(Saved entries)
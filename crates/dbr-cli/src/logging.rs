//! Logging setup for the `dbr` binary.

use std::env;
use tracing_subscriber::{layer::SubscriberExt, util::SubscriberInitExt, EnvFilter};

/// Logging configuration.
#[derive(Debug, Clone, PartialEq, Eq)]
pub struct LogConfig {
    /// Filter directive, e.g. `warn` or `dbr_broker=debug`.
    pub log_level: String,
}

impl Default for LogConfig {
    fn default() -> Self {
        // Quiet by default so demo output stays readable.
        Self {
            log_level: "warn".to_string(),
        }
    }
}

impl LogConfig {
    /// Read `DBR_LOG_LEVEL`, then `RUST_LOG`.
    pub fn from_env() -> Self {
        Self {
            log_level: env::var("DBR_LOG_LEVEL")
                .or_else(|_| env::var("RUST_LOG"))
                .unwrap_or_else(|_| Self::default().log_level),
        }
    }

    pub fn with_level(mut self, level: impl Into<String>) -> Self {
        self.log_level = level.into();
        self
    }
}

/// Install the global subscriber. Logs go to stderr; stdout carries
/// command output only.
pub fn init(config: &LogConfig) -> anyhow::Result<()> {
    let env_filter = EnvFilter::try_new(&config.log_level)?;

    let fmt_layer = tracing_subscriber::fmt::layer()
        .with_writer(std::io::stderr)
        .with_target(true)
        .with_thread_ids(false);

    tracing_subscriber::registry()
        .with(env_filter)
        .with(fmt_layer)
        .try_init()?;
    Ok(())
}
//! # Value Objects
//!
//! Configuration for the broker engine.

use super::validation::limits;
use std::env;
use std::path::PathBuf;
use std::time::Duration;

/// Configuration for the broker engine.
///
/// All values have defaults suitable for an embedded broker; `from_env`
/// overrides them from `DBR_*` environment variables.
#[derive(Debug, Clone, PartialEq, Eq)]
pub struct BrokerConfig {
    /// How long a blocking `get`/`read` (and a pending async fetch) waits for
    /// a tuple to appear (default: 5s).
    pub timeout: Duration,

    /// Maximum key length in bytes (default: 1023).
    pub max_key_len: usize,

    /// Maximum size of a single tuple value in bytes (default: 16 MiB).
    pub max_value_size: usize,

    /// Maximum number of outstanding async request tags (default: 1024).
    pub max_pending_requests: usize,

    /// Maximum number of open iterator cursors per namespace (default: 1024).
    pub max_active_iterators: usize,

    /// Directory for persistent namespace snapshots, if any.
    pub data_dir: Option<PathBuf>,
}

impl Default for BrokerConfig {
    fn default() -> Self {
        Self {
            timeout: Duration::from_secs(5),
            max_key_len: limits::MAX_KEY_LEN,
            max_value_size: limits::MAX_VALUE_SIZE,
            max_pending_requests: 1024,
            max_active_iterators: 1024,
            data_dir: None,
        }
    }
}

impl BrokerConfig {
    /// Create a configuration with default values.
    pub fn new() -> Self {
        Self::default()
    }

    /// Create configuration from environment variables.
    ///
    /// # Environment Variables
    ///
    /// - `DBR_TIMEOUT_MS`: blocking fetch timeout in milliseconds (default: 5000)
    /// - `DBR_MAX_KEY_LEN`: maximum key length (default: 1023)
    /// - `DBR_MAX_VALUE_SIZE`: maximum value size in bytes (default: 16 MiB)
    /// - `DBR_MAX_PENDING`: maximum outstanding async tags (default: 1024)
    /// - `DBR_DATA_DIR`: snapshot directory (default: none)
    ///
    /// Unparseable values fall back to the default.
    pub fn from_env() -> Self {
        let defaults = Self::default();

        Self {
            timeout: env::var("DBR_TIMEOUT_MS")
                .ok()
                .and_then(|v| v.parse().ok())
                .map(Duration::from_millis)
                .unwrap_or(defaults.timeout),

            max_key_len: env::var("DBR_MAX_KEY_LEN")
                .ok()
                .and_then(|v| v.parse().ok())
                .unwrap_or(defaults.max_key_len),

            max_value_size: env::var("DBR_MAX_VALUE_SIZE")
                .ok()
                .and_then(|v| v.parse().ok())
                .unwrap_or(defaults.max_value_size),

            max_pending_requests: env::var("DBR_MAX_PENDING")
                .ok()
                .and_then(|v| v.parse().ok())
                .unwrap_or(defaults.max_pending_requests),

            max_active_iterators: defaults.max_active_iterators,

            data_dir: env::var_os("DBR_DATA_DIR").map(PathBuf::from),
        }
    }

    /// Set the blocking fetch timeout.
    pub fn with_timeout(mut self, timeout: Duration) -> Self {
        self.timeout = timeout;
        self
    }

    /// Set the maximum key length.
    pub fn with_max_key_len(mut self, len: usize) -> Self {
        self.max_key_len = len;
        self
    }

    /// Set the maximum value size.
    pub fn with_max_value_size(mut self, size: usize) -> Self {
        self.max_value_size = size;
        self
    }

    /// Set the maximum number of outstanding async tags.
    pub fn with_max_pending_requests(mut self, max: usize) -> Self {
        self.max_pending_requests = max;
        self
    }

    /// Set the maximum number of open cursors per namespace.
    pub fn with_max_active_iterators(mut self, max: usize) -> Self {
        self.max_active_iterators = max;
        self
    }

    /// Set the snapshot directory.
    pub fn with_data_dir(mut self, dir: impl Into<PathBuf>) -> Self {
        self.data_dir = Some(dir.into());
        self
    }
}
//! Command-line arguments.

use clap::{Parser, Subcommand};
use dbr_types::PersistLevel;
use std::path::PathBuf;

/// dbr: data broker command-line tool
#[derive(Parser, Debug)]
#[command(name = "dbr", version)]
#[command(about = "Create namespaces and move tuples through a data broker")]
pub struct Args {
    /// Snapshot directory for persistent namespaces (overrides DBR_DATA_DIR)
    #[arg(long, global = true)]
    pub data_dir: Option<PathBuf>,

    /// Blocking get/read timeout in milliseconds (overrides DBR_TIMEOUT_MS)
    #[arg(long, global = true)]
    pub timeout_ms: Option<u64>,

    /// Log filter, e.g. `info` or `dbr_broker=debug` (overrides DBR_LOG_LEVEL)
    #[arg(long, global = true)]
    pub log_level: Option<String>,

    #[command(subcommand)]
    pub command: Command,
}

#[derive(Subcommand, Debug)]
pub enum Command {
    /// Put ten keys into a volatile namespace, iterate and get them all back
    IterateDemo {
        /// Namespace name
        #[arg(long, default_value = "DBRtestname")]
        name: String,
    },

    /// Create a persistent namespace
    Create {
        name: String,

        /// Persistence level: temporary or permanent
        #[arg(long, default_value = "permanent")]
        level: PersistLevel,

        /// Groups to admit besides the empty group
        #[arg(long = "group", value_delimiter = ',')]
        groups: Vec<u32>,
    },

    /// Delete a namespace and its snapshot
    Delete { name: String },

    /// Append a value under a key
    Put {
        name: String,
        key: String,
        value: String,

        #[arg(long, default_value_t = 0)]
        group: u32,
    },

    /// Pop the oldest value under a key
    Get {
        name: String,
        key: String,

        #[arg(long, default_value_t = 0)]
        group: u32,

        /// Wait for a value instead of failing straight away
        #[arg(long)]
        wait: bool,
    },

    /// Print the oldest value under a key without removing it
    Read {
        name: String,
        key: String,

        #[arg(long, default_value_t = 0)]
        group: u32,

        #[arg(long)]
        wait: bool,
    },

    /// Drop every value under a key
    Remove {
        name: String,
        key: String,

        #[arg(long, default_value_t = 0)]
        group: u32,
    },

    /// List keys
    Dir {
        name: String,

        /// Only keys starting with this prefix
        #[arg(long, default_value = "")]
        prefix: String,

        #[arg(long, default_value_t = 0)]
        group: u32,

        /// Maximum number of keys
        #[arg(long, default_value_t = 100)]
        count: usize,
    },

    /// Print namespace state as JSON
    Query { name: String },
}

Assignment:
Copy each line above where "EnvFilter" appears.

Response area:
use tracing_subscriber::{layer::SubscriberExt, util::SubscriberInitExt, EnvFilter};
    let env_filter = EnvFilter::try_new(&config.log_level)?;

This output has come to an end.